▶ _Exercise_
Pull every line that includes the word "header" out of the data below and copy it.

▶ _Information shown_
//! L3 tier: edge/CDN content cache.
//!
//! Unlike L1/L2, this tier stores addressable content objects rather than
//! arbitrary values. A logical key maps to an object path derived
//! deterministically from the key, uploaded through an [`EdgeProvider`], and
//! served from a CDN URL. The tier keeps a binding per logical key so it can
//! answer `get_cached_url` locally and knows what to purge.
//!
//! Any provider failure degrades to a miss: the caller gets its logical key
//! back and an error counter moves.

use anyhow::{Context, Result};
use async_trait::async_trait;
use bytes::Bytes;
use dashmap::DashMap;
use reqwest::header::{CACHE_CONTROL, CONTENT_TYPE};
use sha2::{Digest, Sha256};
use std::sync::atomic::{AtomicBool, AtomicU64, Ordering};
use std::sync::Arc;
use std::time::{Duration, Instant};
use tracing::{debug, info, warn};

use crate::config::L3Config;
use crate::traits::EdgeProvider;

/// Kinds of content the edge tier serves, each with its own TTL policy.
#[derive(Debug, Clone, Copy, PartialEq, Eq)]
pub enum ContentType {
    StaticAsset,
    ApiResponse,
    Document,
}

impl ContentType {
    #[must_use]
    pub fn mime(self) -> &'static str {
        match self {
            Self::StaticAsset => "application/octet-stream",
            Self::ApiResponse => "application/json",
            Self::Document => "application/pdf",
        }
    }

    fn extension(self) -> &'static str {
        match self {
            Self::StaticAsset => "bin",
            Self::ApiResponse => "json",
            Self::Document => "pdf",
        }
    }

    fn ttl(self, config: &L3Config) -> Duration {
        match self {
            Self::StaticAsset => config.static_ttl,
            Self::ApiResponse => config.api_ttl,
            Self::Document => config.default_ttl,
        }
    }
}

/// Bookkeeping for one cached content object.
#[derive(Debug, Clone)]
pub struct CdnBinding {
    pub logical_key: String,
    pub object_path: String,
    pub content_hash: String,
    pub content_type: &'static str,
    pub url: String,
    pub expires_at: Instant,
}

/// Edge/CDN cache tier.
pub struct L3Cache {
    provider: Arc<dyn EdgeProvider>,
    config: L3Config,
    bindings: DashMap<String, CdnBinding>,
    healthy: AtomicBool,
    errors: AtomicU64,
    uploads: AtomicU64,
    purges: AtomicU64,
}

impl L3Cache {
    #[must_use]
    pub fn new(provider: Arc<dyn EdgeProvider>, config: L3Config) -> Self {
        info!(
            provider = provider.name(),
            configured = %config.provider,
            "initializing L3 edge cache"
        );
        Self {
            provider,
            config,
            bindings: DashMap::new(),
            healthy: AtomicBool::new(true),
            errors: AtomicU64::new(0),
            uploads: AtomicU64::new(0),
            purges: AtomicU64::new(0),
        }
    }

    /// Upload content for a logical key and return its CDN URL.
    ///
    /// On any provider failure the logical key is returned unchanged, which
    /// readers treat as a miss.
    pub async fn cache_content(
        &self,
        logical_key: &str,
        body: Bytes,
        content_type: ContentType,
        ttl: Option<Duration>,
    ) -> String {
        let ttl = ttl.unwrap_or_else(|| content_type.ttl(&self.config));
        let path = derive_object_path(logical_key, content_type);
        let cache_control = format!("public, max-age={}", ttl.as_secs());
        let content_hash = hex_digest(&body);

        match self
            .provider
            .put_object(&path, body, content_type.mime(), &cache_control)
            .await
        {
            Ok(()) => {
                self.healthy.store(true, Ordering::Relaxed);
                self.uploads.fetch_add(1, Ordering::Relaxed);
                let url = self.provider.object_url(&path);
                self.bindings.insert(
                    logical_key.to_string(),
                    CdnBinding {
                        logical_key: logical_key.to_string(),
                        object_path: path,
                        content_hash,
                        content_type: content_type.mime(),
                        url: url.clone(),
                        expires_at: Instant::now() + ttl,
                    },
                );
                debug!(key = %logical_key, url = %url, "content cached at edge");
                url
            }
            Err(e) => {
                self.record_error();
                warn!(key = %logical_key, error = %e, "edge upload failed");
                logical_key.to_string()
            }
        }
    }

    /// Resolve the CDN URL for a logical key.
    ///
    /// An unexpired binding yields its URL; anything else (no binding, or a
    /// binding past its expiry) yields the logical key back. The two miss
    /// cases are indistinguishable to callers.
    pub async fn get_cached_url(&self, logical_key: &str, _content_type: ContentType) -> String {
        if let Some(binding) = self.bindings.get(logical_key) {
            if binding.expires_at > Instant::now() {
                return binding.url.clone();
            }
        }
        // Expired bindings are dropped on the read path.
        self.bindings
            .remove_if(logical_key, |_, b| b.expires_at <= Instant::now());
        logical_key.to_string()
    }

    /// Purge the given logical keys from the edge. Returns whether the
    /// provider accepted the purge.
    pub async fn invalidate(&self, logical_keys: &[String]) -> bool {
        if logical_keys.is_empty() {
            return true;
        }

        // Purge derived paths even without a live binding; a previous
        // process may have uploaded the object.
        let paths: Vec<String> = logical_keys
            .iter()
            .map(|key| {
                self.bindings
                    .get(key.as_str())
                    .map_or_else(|| derive_object_path(key, ContentType::ApiResponse), |b| b.object_path.clone())
            })
            .collect();

        match self.provider.purge(&paths).await {
            Ok(()) => {
                self.healthy.store(true, Ordering::Relaxed);
                self.purges.fetch_add(1, Ordering::Relaxed);
                for key in logical_keys {
                    self.bindings.remove(key.as_str());
                }
                debug!(count = logical_keys.len(), "edge keys purged");
                true
            }
            Err(e) => {
                self.record_error();
                warn!(error = %e, "edge purge failed");
                false
            }
        }
    }

    /// Drop expired bindings from bookkeeping. Returns how many were removed.
    pub fn cleanup_expired_bindings(&self) -> usize {
        let now = Instant::now();
        let before = self.bindings.len();
        self.bindings.retain(|_, binding| binding.expires_at > now);
        let removed = before.saturating_sub(self.bindings.len());
        if removed > 0 {
            debug!(removed, "expired edge bindings dropped");
        }
        removed
    }

    /// Release resources. Bindings are forgotten; uploaded objects expire on
    /// their own cache-control lifetimes.
    pub async fn close(&self) {
        self.bindings.clear();
        debug!("L3 edge cache closed");
    }

    #[must_use]
    pub fn is_healthy(&self) -> bool {
        self.healthy.load(Ordering::Relaxed)
    }

    #[must_use]
    pub fn error_count(&self) -> u64 {
        self.errors.load(Ordering::Relaxed)
    }

    #[must_use]
    pub fn binding_count(&self) -> usize {
        self.bindings.len()
    }

    fn record_error(&self) {
        self.errors.fetch_add(1, Ordering::Relaxed);
        self.healthy.store(false, Ordering::Relaxed);
    }
}

/// Deterministic object path for a logical key.
fn derive_object_path(logical_key: &str, content_type: ContentType) -> String {
    let digest = hex_digest(logical_key.as_bytes());
    format!("cache/{}.{}", &digest[..32], content_type.extension())
}

fn hex_digest(data: &[u8]) -> String {
    let digest = Sha256::digest(data);
    digest.iter().map(|b| format!("{b:02x}")).collect()
}

/// Generic HTTP edge provider: objects are PUT to the origin, purges POST a
/// path list to the origin's purge endpoint, and public URLs come from the
/// configured CDN domain.
pub struct HttpEdgeProvider {
    client: reqwest::Client,
    origin_base: String,
    public_base: String,
}

impl HttpEdgeProvider {
    /// # Errors
    ///
    /// Returns an error if the HTTP client cannot be constructed.
    pub fn new(config: &L3Config) -> Result<Self> {
        let scheme = if config.ssl_required { "https" } else { "http" };
        let client = reqwest::Client::builder()
            .timeout(Duration::from_secs(30))
            .build()
            .context("failed to build edge HTTP client")?;
        Ok(Self {
            client,
            origin_base: format!("{scheme}://{}", config.origin_domain),
            public_base: format!("{scheme}://{}", config.domain_name),
        })
    }
}

#[async_trait]
impl EdgeProvider for HttpEdgeProvider {
    async fn put_object(
        &self,
        path: &str,
        body: Bytes,
        content_type: &str,
        cache_control: &str,
    ) -> Result<()> {
        let url = format!("{}/{path}", self.origin_base);
        self.client
            .put(&url)
            .header(CONTENT_TYPE, content_type)
            .header(CACHE_CONTROL, cache_control)
            .body(body)
            .send()
            .await
            .context("edge PUT request failed")?
            .error_for_status()
            .context("edge PUT rejected")?;
        Ok(())
    }

    async fn purge(&self, paths: &[String]) -> Result<()> {
        let url = format!("{}/__purge", self.origin_base);
        self.client
            .post(&url)
            .json(&paths)
            .send()
            .await
            .context("edge purge request failed")?
            .error_for_status()
            .context("edge purge rejected")?;
        Ok(())
    }

    fn object_url(&self, path: &str) -> String {
        format!("{}/{path}", self.public_base)
    }

    fn name(&self) -> &'static str {
        "http-origin"
    }
}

▶ _Task result_
use reqwest::header::{CACHE_CONTROL, CONTENT_TYPE};
            .header(CONTENT_TYPE, content_type)
            .header(CACHE_CONTROL, cache_control)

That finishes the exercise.